Problem statement: The full set of records must be returned exactly, character for character.

[Recorded data]
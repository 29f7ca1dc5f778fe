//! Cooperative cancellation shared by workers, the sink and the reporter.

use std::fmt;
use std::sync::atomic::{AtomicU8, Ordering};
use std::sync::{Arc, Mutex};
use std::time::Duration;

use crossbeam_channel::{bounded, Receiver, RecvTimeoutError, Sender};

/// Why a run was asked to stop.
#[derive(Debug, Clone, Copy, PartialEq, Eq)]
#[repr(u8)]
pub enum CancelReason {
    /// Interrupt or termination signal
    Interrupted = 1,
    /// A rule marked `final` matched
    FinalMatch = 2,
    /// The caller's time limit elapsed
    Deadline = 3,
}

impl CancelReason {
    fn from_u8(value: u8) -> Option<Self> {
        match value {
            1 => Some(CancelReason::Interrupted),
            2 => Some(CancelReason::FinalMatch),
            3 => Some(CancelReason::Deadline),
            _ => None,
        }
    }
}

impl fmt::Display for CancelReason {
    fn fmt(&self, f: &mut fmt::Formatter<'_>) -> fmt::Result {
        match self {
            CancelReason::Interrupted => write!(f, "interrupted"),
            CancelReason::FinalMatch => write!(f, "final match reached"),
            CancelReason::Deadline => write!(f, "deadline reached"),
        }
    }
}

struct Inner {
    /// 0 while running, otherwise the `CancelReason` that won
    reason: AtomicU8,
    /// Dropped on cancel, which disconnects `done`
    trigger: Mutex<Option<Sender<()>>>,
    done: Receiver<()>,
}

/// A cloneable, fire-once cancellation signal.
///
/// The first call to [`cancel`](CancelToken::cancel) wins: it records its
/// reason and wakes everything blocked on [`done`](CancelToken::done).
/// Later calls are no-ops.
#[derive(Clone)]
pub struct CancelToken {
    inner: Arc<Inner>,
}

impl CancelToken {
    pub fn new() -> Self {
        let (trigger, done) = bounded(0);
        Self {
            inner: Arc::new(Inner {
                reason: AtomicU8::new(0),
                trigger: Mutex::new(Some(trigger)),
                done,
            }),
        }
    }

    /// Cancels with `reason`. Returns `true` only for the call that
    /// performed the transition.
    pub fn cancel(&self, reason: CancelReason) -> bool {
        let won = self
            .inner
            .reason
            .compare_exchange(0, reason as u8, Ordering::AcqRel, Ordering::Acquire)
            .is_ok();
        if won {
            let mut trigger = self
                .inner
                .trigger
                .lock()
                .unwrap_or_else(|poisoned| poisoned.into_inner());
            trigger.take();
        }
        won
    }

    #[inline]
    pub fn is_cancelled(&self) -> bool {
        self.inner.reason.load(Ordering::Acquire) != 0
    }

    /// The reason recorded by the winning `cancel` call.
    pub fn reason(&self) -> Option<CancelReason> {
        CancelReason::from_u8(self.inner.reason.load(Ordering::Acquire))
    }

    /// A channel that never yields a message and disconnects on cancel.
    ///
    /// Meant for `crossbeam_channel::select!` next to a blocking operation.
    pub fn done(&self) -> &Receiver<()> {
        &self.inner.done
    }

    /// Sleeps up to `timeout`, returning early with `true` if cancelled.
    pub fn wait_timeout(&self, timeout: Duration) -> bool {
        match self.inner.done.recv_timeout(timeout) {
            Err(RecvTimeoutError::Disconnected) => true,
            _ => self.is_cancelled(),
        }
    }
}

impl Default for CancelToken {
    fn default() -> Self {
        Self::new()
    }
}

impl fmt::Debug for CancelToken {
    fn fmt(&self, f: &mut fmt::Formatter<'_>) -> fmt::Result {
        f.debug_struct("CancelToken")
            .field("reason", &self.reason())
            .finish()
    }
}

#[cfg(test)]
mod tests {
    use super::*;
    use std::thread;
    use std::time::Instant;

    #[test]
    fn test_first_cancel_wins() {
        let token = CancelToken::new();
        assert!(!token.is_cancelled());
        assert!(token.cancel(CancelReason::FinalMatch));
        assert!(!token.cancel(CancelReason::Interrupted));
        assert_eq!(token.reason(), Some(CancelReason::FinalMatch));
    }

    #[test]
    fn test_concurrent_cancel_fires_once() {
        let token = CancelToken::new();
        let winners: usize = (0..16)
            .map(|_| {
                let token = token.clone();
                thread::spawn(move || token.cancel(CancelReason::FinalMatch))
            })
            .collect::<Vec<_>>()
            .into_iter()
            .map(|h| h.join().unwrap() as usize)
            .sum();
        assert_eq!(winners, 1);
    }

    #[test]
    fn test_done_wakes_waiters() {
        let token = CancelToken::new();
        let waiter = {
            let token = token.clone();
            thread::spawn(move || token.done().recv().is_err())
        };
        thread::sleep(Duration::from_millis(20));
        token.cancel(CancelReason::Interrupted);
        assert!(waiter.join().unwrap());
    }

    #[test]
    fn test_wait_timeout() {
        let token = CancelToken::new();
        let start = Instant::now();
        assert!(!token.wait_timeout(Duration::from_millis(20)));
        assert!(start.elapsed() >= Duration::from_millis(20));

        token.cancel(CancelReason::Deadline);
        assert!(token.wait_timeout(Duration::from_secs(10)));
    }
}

The completed task:
repository 29f7ca1dc5f778fe
//! Cooperative cancellation shared by workers, the sink and the reporter.

use std::fmt;
use std::sync::atomic::{AtomicU8, Ordering};
use std::sync::{Arc, Mutex};
use std::time::Duration;

use crossbeam_channel::{bounded, Receiver, RecvTimeoutError, Sender};

/// Why a run was asked to stop.
#[derive(Debug, Clone, Copy, PartialEq, Eq)]
#[repr(u8)]
pub enum CancelReason {
    /// Interrupt or termination signal
    Interrupted = 1,
    /// A rule marked `final` matched
    FinalMatch = 2,
    /// The caller's time limit elapsed
    Deadline = 3,
}

impl CancelReason {
    fn from_u8(value: u8) -> Option<Self> {
        match value {
            1 => Some(CancelReason::Interrupted),
            2 => Some(CancelReason::FinalMatch),
            3 => Some(CancelReason::Deadline),
            _ => None,
        }
    }
}

impl fmt::Display for CancelReason {
    fn fmt(&self, f: &mut fmt::Formatter<'_>) -> fmt::Result {
        match self {
            CancelReason::Interrupted => write!(f, "interrupted"),
            CancelReason::FinalMatch => write!(f, "final match reached"),
            CancelReason::Deadline => write!(f, "deadline reached"),
        }
    }
}

struct Inner {
    /// 0 while running, otherwise the `CancelReason` that won
    reason: AtomicU8,
    /// Dropped on cancel, which disconnects `done`
    trigger: Mutex<Option<Sender<()>>>,
    done: Receiver<()>,
}

/// A cloneable, fire-once cancellation signal.
///
/// The first call to [`cancel`](CancelToken::cancel) wins: it records its
/// reason and wakes everything blocked on [`done`](CancelToken::done).
/// Later calls are no-ops.
#[derive(Clone)]
pub struct CancelToken {
    inner: Arc<Inner>,
}

impl CancelToken {
    pub fn new() -> Self {
        let (trigger, done) = bounded(0);
        Self {
            inner: Arc::new(Inner {
                reason: AtomicU8::new(0),
                trigger: Mutex::new(Some(trigger)),
                done,
            }),
        }
    }

    /// Cancels with `reason`. Returns `true` only for the call that
    /// performed the transition.
    pub fn cancel(&self, reason: CancelReason) -> bool {
        let won = self
            .inner
            .reason
            .compare_exchange(0, reason as u8, Ordering::AcqRel, Ordering::Acquire)
            .is_ok();
        if won {
            let mut trigger = self
                .inner
                .trigger
                .lock()
                .unwrap_or_else(|poisoned| poisoned.into_inner());
            trigger.take();
        }
        won
    }

    #[inline]
    pub fn is_cancelled(&self) -> bool {
        self.inner.reason.load(Ordering::Acquire) != 0
    }

    /// The reason recorded by the winning `cancel` call.
    pub fn reason(&self) -> Option<CancelReason> {
        CancelReason::from_u8(self.inner.reason.load(Ordering::Acquire))
    }

    /// A channel that never yields a message and disconnects on cancel.
    ///
    /// Meant for `crossbeam_channel::select!` next to a blocking operation.
    pub fn done(&self) -> &Receiver<()> {
        &self.inner.done
    }

    /// Sleeps up to `timeout`, returning early with `true` if cancelled.
    pub fn wait_timeout(&self, timeout: Duration) -> bool {
        match self.inner.done.recv_timeout(timeout) {
            Err(RecvTimeoutError::Disconnected) => true,
            _ => self.is_cancelled(),
        }
    }
}

impl Default for CancelToken {
    fn default() -> Self {
        Self::new()
    }
}

impl fmt::Debug for CancelToken {
    fn fmt(&self, f: &mut fmt::Formatter<'_>) -> fmt::Result {
        f.debug_struct("CancelToken")
            .field("reason", &self.reason())
            .finish()
    }
}

#[cfg(test)]
mod tests {
    use super::*;
    use std::thread;
    use std::time::Instant;

    #[test]
    fn test_first_cancel_wins() {
        let token = CancelToken::new();
        assert!(!token.is_cancelled());
        assert!(token.cancel(CancelReason::FinalMatch));
        assert!(!token.cancel(CancelReason::Interrupted));
        assert_eq!(token.reason(), Some(CancelReason::FinalMatch));
    }

    #[test]
    fn test_concurrent_cancel_fires_once() {
        let token = CancelToken::new();
        let winners: usize = (0..16)
            .map(|_| {
                let token = token.clone();
                thread::spawn(move || token.cancel(CancelReason::FinalMatch))
            })
            .collect::<Vec<_>>()
            .into_iter()
            .map(|h| h.join().unwrap() as usize)
            .sum();
        assert_eq!(winners, 1);
    }

    #[test]
    fn test_done_wakes_waiters() {
        let token = CancelToken::new();
        let waiter = {
            let token = token.clone();
            thread::spawn(move || token.done().recv().is_err())
        };
        thread::sleep(Duration::from_millis(20));
        token.cancel(CancelReason::Interrupted);
        assert!(waiter.join().unwrap());
    }

    #[test]
    fn test_wait_timeout() {
        let token = CancelToken::new();
        let start = Instant::now();
        assert!(!token.wait_timeout(Duration::from_millis(20)));
        assert!(start.elapsed() >= Duration::from_millis(20));

        token.cancel(CancelReason::Deadline);
        assert!(token.wait_timeout(Duration::from_secs(10)));
    }
}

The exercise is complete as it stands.